#### Brief
Give the number of lines in the records below that include "impl", and nothing more.

#### Data excerpts
———
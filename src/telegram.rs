//! Telegram delivery
//!
//! Alerts go to a single chat through the Bot API `sendMessage` call with
//! Markdown parsing enabled.

use async_trait::async_trait;
use serde::Deserialize;
use serde_json::json;

use crate::config::TelegramConfig;
use crate::error::{BunkerwatchError, Result};
use crate::logging::get_logger;

const TELEGRAM_API: &str = "https://api.telegram.org";

/// Delivers a formatted message to one destination
#[async_trait]
pub trait Notifier: Send + Sync {
    async fn send(&self, chat_id: &str, text: &str) -> Result<()>;
}

/// Bot API response envelope
#[derive(Debug, Deserialize)]
struct TelegramResponse {
    ok: bool,
    #[serde(default)]
    description: String,
}

/// Telegram Bot API client
pub struct TelegramNotifier {
    http: reqwest::Client,
    bot_token: String,
    logger: crate::logging::StructuredLogger,
}

impl TelegramNotifier {
    pub fn new(http: reqwest::Client, cfg: &TelegramConfig) -> Self {
        Self {
            http,
            bot_token: cfg.bot_token.clone(),
            logger: get_logger("telegram"),
        }
    }
}

#[async_trait]
impl Notifier for TelegramNotifier {
    async fn send(&self, chat_id: &str, text: &str) -> Result<()> {
        let payload = json!({
            "chat_id": normalize_chat_id(chat_id),
            "text": text,
            "parse_mode": "Markdown",
        });

        let url = format!("{}/bot{}/sendMessage", TELEGRAM_API, self.bot_token);
        let body = self
            .http
            .post(url)
            .json(&payload)
            .send()
            .await?
            .bytes()
            .await?;

        check_response(&body)?;
        self.logger.info("Telegram message sent successfully");
        Ok(())
    }
}

/// Group chat ids are negative; a purely numeric id is assumed to have lost
/// its sign and gets `-` prepended
pub fn normalize_chat_id(chat_id: &str) -> String {
    if !chat_id.is_empty() && chat_id.chars().all(|c| c.is_ascii_digit()) {
        format!("-{}", chat_id)
    } else {
        chat_id.to_string()
    }
}

/// Interpret a `sendMessage` response body
fn check_response(body: &[u8]) -> Result<()> {
    let resp: TelegramResponse = serde_json::from_slice(body).map_err(|e| {
        BunkerwatchError::notification(format!("failed to parse Telegram response: {}", e))
    })?;
    if resp.ok {
        Ok(())
    } else {
        Err(BunkerwatchError::notification(format!(
            "Telegram API error: {}",
            resp.description
        )))
    }
}
use bunkerwatch::cooldown::{CooldownState, CooldownStore};
use bunkerwatch::prices::SlotKey;
use chrono::{TimeZone, Utc};

#[test]
fn save_and_reload_roundtrip() {
    let tmp_dir = tempfile::tempdir().unwrap();
    let path = tmp_dir.path().join(".cooldown");

    let state = CooldownState {
        last_fuel_slot: Some(SlotKey::new("14:00", 3)),
        last_co2_slot: Some(SlotKey::new("09:30", 1)),
        last_check: Some(Utc.with_ymd_and_hms(2025, 6, 1, 14, 1, 7).unwrap()),
    };
    CooldownStore::new(&path).try_save(&state).unwrap();

    let loaded = CooldownStore::new(&path).load();
    assert_eq!(loaded, state);
}

#[test]
fn empty_state_roundtrip() {
    let tmp_dir = tempfile::tempdir().unwrap();
    let path = tmp_dir.path().join(".cooldown");

    CooldownStore::new(&path).save(&CooldownState::default());
    assert_eq!(std::fs::read_to_string(&path).unwrap(), "{}");
    assert_eq!(CooldownStore::new(&path).load(), CooldownState::default());
}

#[test]
fn reads_file_written_with_offset_timestamp() {
    let tmp = tempfile::NamedTempFile::new().unwrap();
    std::fs::write(
        tmp.path(),
        r#"{"last_fuel_slot":"14:00-d3","last_co2_slot":"","last_check":"2025-06-01T16:01:00+02:00"}"#,
    )
    .unwrap();

    let state = CooldownStore::new(tmp.path()).load();
    assert_eq!(state.last_fuel_slot, Some(SlotKey::new("14:00", 3)));
    assert_eq!(state.last_co2_slot, None);
    assert_eq!(
        state.last_check,
        Some(Utc.with_ymd_and_hms(2025, 6, 1, 14, 1, 0).unwrap())
    );
}

#[test]
fn unreadable_path_is_empty_state() {
    let tmp_dir = tempfile::tempdir().unwrap();
    // A directory where the file should be
    let state = CooldownStore::new(tmp_dir.path()).load();
    assert_eq!(state, CooldownState::default());
}
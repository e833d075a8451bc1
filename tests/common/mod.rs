#![allow(dead_code)]

use async_trait::async_trait;
use bunkerwatch::error::{BunkerwatchError, Result};
use bunkerwatch::prices::{PriceSlot, PriceSource};
use bunkerwatch::slot::Clock;
use bunkerwatch::telegram::Notifier;
use chrono::{DateTime, TimeZone, Utc};
use std::sync::atomic::{AtomicBool, AtomicUsize, Ordering};
use std::sync::{Arc, Mutex};

pub fn slot(fuel: u32, co2: u32, time: &str, day: u32) -> PriceSlot {
    PriceSlot {
        fuel_price: fuel,
        co2_price: co2,
        time: time.to_string(),
        day,
    }
}

pub fn utc(h: u32, m: u32) -> DateTime<Utc> {
    Utc.with_ymd_and_hms(2025, 6, 1, h, m, 0).unwrap()
}

/// Price source returning a configurable window; `None` simulates a fetch error
#[derive(Clone, Default)]
pub struct FakeSource {
    prices: Arc<Mutex<Option<Vec<PriceSlot>>>>,
    pub calls: Arc<AtomicUsize>,
}

impl FakeSource {
    pub fn with(prices: Vec<PriceSlot>) -> Self {
        let source = Self::default();
        source.set(Some(prices));
        source
    }

    pub fn set(&self, prices: Option<Vec<PriceSlot>>) {
        *self.prices.lock().unwrap() = prices;
    }

    pub fn calls(&self) -> usize {
        self.calls.load(Ordering::SeqCst)
    }
}

#[async_trait]
impl PriceSource for FakeSource {
    async fn fetch_prices(&self) -> Result<Vec<PriceSlot>> {
        self.calls.fetch_add(1, Ordering::SeqCst);
        self.prices
            .lock()
            .unwrap()
            .clone()
            .ok_or_else(|| BunkerwatchError::network("connection refused"))
    }
}

/// Notifier recording every message; can be switched to fail
#[derive(Clone, Default)]
pub struct FakeNotifier {
    pub sent: Arc<Mutex<Vec<(String, String)>>>,
    pub fail: Arc<AtomicBool>,
}

impl FakeNotifier {
    pub fn set_failing(&self, fail: bool) {
        self.fail.store(fail, Ordering::SeqCst);
    }

    pub fn messages(&self) -> Vec<String> {
        self.sent
            .lock()
            .unwrap()
            .iter()
            .map(|(_, text)| text.clone())
            .collect()
    }
}

#[async_trait]
impl Notifier for FakeNotifier {
    async fn send(&self, chat_id: &str, text: &str) -> Result<()> {
        if self.fail.load(Ordering::SeqCst) {
            return Err(BunkerwatchError::notification("Bad Request: chat not found"));
        }
        self.sent
            .lock()
            .unwrap()
            .push((chat_id.to_string(), text.to_string()));
        Ok(())
    }
}

/// Clock pinned to a settable instant
pub struct FixedClock(Mutex<DateTime<Utc>>);

impl FixedClock {
    pub fn at(now: DateTime<Utc>) -> Arc<Self> {
        Arc::new(Self(Mutex::new(now)))
    }

    pub fn set(&self, now: DateTime<Utc>) {
        *self.0.lock().unwrap() = now;
    }
}

impl Clock for FixedClock {
    fn now(&self) -> DateTime<Utc> {
        *self.0.lock().unwrap()
    }
}
use bunkerwatch::config::Config;
use bunkerwatch::error::BunkerwatchError;
use std::fs;

const ENV: &str = "\
TELEGRAM_BOT_TOKEN=123456:ABC-DEF
TELEGRAM_CHAT_ID=987654321
SESSION_TOKEN=eyJpdiI6Ik1
FUEL_THRESHOLD=500
CO2_THRESHOLD=10
TIMEZONE=Europe/Amsterdam
LOG_LEVEL=debug
LOG_JSON=true
GAME_VERSION=1.0.400
";

#[test]
fn load_env_file() {
    let tmp = tempfile::NamedTempFile::new().unwrap();
    fs::write(tmp.path(), ENV).unwrap();

    let cfg = Config::from_env_file(tmp.path()).unwrap();
    assert_eq!(cfg.telegram.bot_token, "123456:ABC-DEF");
    assert_eq!(cfg.telegram.chat_id, "987654321");
    assert_eq!(cfg.thresholds.fuel, 500);
    assert_eq!(cfg.thresholds.co2, 10);
    assert_eq!(cfg.timezone, "Europe/Amsterdam");
    assert_eq!(cfg.logging.level, "debug");
    assert!(cfg.logging.json_format);
    assert_eq!(cfg.game.game_version, "1.0.400");
}

#[test]
fn missing_file_is_config_error() {
    let tmp_dir = tempfile::tempdir().unwrap();
    let err = Config::from_env_file(tmp_dir.path().join(".env")).unwrap_err();
    assert!(matches!(err, BunkerwatchError::Config { .. }));
}

#[test]
fn empty_required_value_fails() {
    let tmp = tempfile::NamedTempFile::new().unwrap();
    fs::write(tmp.path(), ENV.replace("SESSION_TOKEN=eyJpdiI6Ik1", "SESSION_TOKEN=")).unwrap();
    let err = Config::from_env_file(tmp.path()).unwrap_err();
    assert!(err.to_string().contains("SESSION_TOKEN"));
}

#[test]
fn invalid_log_level_fails_validation() {
    let tmp = tempfile::NamedTempFile::new().unwrap();
    fs::write(tmp.path(), ENV.replace("LOG_LEVEL=debug", "LOG_LEVEL=loud")).unwrap();
    let err = Config::from_env_file(tmp.path()).unwrap_err();
    assert!(matches!(err, BunkerwatchError::Validation { .. }));
}

#[test]
fn inline_comments_are_not_part_of_values() {
    let tmp = tempfile::NamedTempFile::new().unwrap();
    let env = ENV.replace(
        "TIMEZONE=Europe/Amsterdam",
        "# Optional\nTIMEZONE=CET            # abbreviation or IANA name",
    );
    fs::write(tmp.path(), env).unwrap();

    let cfg = Config::from_env_file(tmp.path()).unwrap();
    assert_eq!(cfg.timezone, "CET");
}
———
#### Exercise result
8